### MATERIAL TO PROCESS
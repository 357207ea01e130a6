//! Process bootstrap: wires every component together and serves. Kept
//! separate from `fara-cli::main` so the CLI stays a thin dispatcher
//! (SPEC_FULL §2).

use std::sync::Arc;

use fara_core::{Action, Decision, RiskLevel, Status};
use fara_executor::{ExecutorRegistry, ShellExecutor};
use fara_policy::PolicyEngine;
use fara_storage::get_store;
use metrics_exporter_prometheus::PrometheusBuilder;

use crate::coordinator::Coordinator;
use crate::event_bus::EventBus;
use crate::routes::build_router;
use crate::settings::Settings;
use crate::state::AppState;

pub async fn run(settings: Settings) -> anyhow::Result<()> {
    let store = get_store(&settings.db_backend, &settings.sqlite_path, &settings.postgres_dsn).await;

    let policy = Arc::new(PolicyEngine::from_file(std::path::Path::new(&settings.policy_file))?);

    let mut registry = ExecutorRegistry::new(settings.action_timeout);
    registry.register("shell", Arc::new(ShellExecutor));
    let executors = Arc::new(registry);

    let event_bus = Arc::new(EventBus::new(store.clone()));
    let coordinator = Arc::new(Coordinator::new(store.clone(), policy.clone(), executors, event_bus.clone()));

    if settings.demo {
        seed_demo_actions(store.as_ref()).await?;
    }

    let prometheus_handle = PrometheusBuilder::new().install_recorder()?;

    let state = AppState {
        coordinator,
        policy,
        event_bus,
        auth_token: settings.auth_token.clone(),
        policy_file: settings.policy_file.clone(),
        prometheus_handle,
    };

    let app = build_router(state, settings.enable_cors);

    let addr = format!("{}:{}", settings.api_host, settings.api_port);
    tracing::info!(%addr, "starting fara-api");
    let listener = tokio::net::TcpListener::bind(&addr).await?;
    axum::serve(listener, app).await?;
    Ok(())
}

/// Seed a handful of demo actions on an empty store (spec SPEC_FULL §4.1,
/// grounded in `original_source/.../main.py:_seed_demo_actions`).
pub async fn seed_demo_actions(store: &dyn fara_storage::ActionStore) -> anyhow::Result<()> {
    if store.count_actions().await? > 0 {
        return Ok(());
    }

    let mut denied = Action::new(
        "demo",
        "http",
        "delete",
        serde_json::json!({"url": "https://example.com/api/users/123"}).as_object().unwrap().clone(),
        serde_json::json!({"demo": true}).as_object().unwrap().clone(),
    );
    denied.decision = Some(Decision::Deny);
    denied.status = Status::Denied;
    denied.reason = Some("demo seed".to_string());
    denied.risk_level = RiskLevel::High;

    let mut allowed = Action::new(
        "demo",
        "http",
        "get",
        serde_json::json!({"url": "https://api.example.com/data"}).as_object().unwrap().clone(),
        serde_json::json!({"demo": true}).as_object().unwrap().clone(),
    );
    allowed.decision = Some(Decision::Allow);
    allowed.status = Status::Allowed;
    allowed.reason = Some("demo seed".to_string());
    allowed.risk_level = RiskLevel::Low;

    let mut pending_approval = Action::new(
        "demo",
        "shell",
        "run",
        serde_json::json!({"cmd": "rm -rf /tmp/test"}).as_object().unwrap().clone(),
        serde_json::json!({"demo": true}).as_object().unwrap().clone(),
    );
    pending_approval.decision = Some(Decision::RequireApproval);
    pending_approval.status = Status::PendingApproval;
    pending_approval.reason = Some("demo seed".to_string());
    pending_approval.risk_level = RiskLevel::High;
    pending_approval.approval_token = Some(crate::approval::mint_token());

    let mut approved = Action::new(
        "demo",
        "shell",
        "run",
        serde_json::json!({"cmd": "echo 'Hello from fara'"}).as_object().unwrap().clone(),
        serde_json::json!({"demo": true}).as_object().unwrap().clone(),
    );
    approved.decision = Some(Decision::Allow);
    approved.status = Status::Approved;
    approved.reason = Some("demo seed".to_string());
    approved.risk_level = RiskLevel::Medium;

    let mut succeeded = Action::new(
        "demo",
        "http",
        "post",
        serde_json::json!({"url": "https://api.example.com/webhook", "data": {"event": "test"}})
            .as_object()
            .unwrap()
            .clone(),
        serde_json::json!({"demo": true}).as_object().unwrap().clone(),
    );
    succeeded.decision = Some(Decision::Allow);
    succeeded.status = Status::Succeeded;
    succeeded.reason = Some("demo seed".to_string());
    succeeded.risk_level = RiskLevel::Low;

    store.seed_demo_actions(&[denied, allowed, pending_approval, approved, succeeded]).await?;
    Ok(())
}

...

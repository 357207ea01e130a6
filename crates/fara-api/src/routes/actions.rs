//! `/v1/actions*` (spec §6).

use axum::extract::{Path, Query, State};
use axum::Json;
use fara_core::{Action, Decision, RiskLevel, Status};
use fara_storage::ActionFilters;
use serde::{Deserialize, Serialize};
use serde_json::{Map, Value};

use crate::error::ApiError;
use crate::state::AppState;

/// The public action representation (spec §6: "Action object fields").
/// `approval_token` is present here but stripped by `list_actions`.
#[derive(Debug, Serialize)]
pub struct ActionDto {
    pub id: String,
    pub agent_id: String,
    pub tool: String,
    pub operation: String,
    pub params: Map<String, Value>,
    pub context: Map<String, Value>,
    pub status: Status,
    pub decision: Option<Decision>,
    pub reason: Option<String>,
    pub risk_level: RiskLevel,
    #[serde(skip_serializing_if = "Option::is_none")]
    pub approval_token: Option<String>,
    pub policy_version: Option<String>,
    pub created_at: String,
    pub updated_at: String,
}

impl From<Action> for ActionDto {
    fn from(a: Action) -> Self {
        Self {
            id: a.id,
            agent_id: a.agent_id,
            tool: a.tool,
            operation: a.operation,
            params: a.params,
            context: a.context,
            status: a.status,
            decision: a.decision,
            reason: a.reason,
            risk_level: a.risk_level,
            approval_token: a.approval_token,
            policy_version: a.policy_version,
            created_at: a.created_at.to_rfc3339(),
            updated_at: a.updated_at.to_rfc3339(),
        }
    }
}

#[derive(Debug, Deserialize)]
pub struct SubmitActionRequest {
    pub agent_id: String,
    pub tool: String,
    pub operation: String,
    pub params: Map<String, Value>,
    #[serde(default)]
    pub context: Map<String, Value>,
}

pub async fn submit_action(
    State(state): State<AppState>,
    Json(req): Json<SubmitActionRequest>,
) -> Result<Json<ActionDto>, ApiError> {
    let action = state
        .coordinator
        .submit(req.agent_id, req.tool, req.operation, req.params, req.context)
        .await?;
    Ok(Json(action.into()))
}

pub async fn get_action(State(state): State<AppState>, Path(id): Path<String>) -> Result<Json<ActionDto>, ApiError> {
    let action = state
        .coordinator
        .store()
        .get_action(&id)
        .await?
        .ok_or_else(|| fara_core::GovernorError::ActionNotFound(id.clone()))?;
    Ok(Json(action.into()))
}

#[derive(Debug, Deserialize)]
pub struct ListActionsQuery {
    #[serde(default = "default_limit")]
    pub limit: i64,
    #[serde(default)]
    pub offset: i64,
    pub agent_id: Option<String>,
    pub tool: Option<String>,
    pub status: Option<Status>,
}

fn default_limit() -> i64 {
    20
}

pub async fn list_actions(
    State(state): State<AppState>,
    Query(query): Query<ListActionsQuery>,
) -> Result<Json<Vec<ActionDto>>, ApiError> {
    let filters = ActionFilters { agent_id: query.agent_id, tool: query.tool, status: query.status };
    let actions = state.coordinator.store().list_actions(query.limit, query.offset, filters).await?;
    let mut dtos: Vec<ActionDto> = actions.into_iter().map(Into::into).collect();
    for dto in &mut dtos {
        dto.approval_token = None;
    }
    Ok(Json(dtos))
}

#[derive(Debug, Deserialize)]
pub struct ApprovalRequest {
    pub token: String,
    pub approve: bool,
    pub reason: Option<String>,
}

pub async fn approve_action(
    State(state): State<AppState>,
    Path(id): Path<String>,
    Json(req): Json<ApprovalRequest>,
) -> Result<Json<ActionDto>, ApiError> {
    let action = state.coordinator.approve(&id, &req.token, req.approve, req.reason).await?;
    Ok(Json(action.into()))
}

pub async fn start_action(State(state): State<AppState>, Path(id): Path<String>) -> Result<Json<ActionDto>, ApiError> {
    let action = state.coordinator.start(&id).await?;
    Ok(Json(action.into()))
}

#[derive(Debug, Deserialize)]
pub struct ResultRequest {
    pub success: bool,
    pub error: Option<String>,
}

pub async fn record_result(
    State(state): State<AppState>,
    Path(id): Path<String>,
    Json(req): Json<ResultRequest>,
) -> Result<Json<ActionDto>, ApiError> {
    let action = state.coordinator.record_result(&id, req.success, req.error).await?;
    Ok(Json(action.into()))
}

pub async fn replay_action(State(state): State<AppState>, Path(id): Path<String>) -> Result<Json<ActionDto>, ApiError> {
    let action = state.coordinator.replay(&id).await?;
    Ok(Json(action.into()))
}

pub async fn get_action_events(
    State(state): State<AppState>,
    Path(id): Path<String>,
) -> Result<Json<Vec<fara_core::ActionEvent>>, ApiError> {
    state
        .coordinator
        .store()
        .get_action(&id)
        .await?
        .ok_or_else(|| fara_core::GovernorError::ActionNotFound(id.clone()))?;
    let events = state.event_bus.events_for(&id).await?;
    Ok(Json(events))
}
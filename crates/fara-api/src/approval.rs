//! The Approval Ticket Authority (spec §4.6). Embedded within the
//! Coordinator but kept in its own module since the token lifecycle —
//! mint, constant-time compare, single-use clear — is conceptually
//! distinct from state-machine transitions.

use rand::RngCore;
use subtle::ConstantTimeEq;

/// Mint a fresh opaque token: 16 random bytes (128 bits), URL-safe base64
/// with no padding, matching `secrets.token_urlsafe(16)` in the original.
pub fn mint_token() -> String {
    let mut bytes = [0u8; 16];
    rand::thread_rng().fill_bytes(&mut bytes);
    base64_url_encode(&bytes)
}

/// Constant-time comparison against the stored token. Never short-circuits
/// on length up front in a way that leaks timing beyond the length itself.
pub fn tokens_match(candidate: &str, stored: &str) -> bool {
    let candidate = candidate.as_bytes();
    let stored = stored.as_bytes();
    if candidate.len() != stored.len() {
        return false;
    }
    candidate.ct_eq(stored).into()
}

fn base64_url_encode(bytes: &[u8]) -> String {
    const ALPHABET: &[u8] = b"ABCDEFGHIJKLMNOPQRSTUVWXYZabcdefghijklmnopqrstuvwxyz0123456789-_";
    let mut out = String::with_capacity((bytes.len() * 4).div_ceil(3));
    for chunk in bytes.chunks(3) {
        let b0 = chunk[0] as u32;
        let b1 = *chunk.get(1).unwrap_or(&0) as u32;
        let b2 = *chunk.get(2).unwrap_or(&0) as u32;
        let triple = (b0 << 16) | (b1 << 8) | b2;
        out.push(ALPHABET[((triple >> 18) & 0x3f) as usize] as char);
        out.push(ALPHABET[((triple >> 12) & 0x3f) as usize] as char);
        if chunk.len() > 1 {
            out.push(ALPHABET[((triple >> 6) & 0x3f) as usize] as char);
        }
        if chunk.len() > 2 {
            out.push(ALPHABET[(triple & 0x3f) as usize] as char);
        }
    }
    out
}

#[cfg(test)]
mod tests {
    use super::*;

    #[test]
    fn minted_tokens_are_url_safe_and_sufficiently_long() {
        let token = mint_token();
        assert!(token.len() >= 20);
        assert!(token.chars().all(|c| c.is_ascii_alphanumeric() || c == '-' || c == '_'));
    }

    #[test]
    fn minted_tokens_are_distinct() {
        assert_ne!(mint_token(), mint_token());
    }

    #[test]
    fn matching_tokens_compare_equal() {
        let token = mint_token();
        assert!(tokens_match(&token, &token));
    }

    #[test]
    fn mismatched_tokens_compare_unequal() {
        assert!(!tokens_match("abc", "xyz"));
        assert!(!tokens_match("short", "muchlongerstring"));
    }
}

--

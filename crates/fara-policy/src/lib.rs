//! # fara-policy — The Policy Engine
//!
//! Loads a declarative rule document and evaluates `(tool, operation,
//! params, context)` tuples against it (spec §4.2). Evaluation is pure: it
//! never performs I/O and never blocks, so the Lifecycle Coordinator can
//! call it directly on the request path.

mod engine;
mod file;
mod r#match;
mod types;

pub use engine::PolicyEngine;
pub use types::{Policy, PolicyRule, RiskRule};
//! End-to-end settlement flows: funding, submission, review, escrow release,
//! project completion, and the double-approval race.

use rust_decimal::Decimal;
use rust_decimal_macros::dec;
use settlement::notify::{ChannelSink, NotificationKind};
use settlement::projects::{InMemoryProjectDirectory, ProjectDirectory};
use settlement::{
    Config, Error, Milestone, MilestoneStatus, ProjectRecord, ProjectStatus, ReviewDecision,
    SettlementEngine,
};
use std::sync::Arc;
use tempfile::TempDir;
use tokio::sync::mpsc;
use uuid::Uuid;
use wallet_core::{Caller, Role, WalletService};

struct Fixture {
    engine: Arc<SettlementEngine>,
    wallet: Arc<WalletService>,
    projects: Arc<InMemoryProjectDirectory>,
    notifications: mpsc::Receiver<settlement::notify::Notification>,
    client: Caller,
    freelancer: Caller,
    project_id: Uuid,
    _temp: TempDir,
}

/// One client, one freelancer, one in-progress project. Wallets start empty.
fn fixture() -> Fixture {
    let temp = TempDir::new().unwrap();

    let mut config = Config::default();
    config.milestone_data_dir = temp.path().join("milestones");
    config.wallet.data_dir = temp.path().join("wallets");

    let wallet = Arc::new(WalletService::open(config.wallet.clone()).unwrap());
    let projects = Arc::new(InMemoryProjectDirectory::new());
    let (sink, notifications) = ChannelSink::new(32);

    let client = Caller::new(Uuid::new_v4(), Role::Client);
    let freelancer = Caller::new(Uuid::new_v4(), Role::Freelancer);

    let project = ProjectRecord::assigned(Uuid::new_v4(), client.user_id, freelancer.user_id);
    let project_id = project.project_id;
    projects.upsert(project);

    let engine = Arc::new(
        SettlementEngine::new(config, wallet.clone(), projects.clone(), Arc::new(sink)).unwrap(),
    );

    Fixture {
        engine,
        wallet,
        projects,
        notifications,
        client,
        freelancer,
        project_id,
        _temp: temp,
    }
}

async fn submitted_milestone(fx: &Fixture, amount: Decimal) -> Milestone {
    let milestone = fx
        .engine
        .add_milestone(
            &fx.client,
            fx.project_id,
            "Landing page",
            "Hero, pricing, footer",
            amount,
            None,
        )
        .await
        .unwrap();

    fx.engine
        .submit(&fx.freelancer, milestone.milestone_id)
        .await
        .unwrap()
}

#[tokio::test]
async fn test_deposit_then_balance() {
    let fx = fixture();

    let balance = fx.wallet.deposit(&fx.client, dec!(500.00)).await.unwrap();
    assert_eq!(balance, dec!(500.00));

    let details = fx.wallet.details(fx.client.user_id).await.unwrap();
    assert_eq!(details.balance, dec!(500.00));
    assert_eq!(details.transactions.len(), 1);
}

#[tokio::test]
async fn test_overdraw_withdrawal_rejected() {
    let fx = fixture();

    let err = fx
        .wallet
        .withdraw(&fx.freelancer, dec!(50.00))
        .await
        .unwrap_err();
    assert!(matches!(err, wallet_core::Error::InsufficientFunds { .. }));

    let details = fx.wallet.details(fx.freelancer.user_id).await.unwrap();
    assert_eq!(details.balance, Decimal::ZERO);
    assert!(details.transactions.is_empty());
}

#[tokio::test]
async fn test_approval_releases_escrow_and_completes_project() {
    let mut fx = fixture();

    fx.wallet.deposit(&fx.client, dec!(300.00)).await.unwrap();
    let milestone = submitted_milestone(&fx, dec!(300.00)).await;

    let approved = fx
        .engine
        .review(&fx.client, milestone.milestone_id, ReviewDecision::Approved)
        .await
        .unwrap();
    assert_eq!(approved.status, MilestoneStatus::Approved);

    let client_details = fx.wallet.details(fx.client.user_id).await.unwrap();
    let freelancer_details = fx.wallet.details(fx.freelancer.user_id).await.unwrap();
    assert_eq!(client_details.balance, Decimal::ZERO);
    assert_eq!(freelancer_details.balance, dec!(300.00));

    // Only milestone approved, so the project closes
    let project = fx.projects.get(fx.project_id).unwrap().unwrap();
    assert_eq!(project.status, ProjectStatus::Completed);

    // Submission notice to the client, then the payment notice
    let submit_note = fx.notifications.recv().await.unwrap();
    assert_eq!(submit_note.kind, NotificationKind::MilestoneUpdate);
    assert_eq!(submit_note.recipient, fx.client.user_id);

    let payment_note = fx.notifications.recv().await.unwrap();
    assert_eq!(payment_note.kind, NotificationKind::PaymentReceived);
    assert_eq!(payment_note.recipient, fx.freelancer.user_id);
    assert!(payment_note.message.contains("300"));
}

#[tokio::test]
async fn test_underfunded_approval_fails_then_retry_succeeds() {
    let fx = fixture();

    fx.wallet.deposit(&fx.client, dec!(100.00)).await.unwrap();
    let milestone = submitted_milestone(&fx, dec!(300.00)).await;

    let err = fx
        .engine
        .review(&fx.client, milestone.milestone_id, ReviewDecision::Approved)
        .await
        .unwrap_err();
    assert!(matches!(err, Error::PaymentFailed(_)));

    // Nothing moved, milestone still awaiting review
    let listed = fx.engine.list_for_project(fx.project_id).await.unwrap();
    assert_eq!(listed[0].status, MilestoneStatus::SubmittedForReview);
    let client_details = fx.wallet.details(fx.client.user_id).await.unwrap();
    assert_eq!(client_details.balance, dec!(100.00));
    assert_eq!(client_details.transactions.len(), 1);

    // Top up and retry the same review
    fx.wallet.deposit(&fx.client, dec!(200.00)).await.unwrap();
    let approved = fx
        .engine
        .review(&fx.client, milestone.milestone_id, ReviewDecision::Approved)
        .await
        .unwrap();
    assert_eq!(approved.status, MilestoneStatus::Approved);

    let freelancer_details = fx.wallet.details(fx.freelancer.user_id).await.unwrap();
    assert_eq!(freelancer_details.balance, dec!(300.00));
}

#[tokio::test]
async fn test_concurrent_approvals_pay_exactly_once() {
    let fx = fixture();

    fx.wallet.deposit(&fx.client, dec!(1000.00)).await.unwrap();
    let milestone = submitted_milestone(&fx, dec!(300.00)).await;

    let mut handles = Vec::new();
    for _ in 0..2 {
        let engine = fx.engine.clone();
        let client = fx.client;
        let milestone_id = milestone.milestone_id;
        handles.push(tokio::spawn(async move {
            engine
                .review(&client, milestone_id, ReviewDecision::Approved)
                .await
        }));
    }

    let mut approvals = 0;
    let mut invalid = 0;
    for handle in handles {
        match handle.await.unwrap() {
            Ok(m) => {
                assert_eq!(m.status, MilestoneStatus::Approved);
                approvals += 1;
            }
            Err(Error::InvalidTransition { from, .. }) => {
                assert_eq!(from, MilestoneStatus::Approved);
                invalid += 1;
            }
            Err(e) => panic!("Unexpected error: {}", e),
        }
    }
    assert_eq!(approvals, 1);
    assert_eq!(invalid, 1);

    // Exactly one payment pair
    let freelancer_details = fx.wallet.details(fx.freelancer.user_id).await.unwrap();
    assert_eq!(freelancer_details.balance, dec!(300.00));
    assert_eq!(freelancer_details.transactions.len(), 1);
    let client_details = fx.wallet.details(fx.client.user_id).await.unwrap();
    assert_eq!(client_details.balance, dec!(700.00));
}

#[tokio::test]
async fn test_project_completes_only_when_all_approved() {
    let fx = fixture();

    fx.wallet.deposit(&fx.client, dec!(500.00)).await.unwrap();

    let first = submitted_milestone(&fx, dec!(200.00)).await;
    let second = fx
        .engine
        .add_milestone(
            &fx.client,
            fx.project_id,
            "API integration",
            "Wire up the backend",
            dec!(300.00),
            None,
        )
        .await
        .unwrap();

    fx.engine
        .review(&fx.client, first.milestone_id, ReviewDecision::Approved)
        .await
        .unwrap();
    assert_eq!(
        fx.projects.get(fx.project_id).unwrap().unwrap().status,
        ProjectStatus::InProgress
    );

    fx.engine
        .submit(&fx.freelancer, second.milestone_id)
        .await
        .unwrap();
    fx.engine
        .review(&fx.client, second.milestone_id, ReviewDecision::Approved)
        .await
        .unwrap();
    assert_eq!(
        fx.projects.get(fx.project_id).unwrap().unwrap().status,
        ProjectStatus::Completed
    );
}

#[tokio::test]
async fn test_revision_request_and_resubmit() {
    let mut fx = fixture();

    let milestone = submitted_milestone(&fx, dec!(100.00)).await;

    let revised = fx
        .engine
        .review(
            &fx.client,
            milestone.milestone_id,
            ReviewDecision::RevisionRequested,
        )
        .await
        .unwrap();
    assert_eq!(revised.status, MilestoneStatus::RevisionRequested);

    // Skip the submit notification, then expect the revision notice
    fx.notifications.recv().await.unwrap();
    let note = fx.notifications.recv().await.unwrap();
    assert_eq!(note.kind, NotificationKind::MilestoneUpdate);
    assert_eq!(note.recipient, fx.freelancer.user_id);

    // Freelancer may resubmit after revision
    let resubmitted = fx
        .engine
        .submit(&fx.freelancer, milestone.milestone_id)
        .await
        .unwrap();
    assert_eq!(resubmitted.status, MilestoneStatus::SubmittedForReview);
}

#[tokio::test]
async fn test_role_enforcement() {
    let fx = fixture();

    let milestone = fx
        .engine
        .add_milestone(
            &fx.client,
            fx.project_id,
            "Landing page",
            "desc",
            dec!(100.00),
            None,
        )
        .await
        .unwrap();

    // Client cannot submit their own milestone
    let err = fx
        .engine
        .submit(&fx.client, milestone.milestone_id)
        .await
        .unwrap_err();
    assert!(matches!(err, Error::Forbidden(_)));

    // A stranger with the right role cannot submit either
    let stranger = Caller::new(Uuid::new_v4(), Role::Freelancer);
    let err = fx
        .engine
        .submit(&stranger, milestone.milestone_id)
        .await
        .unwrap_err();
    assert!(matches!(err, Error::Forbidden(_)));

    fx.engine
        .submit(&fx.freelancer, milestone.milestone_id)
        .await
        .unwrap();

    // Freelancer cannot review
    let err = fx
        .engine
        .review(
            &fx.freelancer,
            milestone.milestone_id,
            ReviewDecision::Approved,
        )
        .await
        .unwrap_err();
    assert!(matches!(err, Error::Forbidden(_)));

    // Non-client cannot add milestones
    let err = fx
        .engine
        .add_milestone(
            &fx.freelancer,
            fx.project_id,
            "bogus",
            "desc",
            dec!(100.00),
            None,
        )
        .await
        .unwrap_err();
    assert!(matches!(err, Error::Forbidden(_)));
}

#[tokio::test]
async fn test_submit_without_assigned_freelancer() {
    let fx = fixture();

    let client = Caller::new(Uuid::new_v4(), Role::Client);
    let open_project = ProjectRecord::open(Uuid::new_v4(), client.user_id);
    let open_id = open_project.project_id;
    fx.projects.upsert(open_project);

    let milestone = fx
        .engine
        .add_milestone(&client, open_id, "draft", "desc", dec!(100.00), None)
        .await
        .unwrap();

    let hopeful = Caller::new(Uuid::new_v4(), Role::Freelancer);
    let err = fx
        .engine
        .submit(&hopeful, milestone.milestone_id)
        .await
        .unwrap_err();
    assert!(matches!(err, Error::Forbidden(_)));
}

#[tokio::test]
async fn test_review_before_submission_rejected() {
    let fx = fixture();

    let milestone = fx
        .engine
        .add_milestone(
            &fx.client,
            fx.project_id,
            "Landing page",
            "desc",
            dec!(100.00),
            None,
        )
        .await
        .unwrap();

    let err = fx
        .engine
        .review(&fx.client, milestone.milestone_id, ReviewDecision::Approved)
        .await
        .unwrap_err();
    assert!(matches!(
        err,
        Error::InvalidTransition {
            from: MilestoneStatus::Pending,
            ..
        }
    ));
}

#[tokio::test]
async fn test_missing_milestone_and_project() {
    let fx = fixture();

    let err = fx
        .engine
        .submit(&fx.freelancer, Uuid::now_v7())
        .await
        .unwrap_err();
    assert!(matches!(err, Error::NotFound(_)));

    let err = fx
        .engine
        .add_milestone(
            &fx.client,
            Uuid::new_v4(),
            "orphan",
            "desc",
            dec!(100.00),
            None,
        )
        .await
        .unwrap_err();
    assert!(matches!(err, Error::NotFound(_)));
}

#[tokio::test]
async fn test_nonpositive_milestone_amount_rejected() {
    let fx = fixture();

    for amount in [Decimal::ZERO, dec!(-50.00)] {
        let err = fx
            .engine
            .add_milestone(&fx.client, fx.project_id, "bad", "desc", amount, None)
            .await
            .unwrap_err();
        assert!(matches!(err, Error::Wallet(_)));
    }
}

### WORK REQUIRED
Print exactly the lines above from the one with "use metrics_exporter_prometheus::PrometheusBuilder;" to the one with "let event_bus = Arc::new(EventBus::new(store.clone()));", including both.

### EXERCISE OUTPUT
use metrics_exporter_prometheus::PrometheusBuilder;

use crate::coordinator::Coordinator;
use crate::event_bus::EventBus;
use crate::routes::build_router;
use crate::settings::Settings;
use crate::state::AppState;

pub async fn run(settings: Settings) -> anyhow::Result<()> {
    let store = get_store(&settings.db_backend, &settings.sqlite_path, &settings.postgres_dsn).await;

    let policy = Arc::new(PolicyEngine::from_file(std::path::Path::new(&settings.policy_file))?);

    let mut registry = ExecutorRegistry::new(settings.action_timeout);
    registry.register("shell", Arc::new(ShellExecutor));
    let executors = Arc::new(registry);

    let event_bus = Arc::new(EventBus::new(store.clone()));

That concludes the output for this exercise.